═══ RECORDS FOR THE TASK
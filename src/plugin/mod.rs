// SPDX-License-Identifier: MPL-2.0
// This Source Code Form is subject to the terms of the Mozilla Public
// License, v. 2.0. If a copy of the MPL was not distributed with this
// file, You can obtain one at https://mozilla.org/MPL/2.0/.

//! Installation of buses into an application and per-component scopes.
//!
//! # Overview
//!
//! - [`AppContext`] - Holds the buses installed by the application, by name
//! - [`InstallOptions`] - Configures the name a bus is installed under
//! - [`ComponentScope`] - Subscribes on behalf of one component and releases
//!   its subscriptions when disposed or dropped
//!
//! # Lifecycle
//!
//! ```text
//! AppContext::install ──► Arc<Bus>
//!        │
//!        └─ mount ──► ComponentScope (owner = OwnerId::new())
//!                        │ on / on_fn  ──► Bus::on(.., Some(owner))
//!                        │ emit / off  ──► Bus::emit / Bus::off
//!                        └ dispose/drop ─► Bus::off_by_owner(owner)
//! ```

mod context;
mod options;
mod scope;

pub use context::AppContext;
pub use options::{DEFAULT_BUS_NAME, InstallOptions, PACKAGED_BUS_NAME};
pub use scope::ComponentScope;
══════
═══ RECORDS FOR THE TASK
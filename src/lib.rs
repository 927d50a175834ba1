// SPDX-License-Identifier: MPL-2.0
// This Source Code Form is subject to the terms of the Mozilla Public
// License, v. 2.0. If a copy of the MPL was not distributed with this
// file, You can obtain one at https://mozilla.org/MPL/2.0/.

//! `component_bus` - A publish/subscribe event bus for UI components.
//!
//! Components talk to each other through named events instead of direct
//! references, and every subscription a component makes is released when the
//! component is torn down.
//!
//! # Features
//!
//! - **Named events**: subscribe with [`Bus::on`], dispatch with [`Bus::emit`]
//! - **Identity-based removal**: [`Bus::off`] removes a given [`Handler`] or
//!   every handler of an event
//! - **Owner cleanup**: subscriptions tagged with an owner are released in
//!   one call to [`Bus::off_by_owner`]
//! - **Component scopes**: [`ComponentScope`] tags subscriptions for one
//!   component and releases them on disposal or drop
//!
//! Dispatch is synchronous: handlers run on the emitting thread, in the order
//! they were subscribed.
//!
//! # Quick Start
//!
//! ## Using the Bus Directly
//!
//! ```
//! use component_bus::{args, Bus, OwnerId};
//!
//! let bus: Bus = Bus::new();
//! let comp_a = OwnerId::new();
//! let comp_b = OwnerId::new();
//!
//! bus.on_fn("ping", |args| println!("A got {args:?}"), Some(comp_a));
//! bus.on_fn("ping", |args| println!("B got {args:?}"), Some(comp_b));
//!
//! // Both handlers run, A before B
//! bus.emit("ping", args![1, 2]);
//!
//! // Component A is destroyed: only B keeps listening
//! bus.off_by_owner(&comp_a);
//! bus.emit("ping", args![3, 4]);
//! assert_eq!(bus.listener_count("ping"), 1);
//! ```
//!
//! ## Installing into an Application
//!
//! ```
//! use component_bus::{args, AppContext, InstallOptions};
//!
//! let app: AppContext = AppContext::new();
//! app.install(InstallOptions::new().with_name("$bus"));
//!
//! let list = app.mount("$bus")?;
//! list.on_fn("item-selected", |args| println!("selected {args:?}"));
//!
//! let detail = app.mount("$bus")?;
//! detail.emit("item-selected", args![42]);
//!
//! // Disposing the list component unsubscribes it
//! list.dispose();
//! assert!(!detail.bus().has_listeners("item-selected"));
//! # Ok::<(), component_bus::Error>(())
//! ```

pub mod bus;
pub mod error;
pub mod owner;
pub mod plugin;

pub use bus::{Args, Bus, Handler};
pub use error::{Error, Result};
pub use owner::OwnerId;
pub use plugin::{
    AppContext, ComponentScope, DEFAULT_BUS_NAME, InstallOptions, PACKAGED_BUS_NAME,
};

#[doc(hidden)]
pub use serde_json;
══════
═══ RECORDS FOR THE TASK
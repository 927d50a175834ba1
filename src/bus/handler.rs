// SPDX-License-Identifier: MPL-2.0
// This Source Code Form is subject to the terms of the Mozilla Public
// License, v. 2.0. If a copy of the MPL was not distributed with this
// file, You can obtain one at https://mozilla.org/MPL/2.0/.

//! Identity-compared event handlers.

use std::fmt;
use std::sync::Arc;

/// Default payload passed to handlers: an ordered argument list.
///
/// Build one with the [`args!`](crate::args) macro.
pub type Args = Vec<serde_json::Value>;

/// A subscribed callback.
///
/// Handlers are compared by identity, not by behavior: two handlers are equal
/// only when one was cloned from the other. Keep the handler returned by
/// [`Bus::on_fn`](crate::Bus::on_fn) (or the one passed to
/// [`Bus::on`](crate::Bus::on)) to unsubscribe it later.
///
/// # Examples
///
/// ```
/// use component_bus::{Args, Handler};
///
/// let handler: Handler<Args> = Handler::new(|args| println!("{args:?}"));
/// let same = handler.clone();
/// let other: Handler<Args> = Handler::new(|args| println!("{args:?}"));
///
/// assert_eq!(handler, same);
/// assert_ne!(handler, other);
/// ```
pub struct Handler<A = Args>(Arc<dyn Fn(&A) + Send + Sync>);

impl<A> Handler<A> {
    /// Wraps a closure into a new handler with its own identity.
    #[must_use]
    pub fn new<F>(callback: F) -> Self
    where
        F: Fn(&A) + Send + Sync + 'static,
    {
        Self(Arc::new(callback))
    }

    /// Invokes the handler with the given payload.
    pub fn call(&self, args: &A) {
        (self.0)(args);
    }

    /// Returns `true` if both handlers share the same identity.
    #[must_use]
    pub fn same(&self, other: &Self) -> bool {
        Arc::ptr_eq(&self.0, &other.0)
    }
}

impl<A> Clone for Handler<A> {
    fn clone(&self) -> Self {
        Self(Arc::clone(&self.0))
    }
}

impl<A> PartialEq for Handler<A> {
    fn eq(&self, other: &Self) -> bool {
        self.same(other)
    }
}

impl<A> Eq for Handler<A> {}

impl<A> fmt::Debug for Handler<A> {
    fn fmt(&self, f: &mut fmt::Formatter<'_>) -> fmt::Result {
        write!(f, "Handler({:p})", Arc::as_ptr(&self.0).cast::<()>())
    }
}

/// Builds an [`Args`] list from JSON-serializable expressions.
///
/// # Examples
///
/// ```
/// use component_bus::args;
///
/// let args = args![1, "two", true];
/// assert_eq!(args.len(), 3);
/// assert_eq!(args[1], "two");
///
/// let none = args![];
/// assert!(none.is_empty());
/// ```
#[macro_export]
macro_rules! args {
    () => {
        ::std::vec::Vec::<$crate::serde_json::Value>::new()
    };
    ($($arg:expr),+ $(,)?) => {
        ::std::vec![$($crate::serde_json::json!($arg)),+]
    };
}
══════
TASK ITEM
In the entries above, the lines between the one holding "Identity-compared event handlers." and the one holding "handlers are equal", inclusive, are to be printed exactly as written, and those alone.

RESPONSE AREA
//! Identity-compared event handlers.

use std::fmt;
use std::sync::Arc;

/// Default payload passed to handlers: an ordered argument list.
///
/// Build one with the [`args!`](crate::args) macro.
pub type Args = Vec<serde_json::Value>;

/// A subscribed callback.
///
/// Handlers are compared by identity, not by behavior: two handlers are equal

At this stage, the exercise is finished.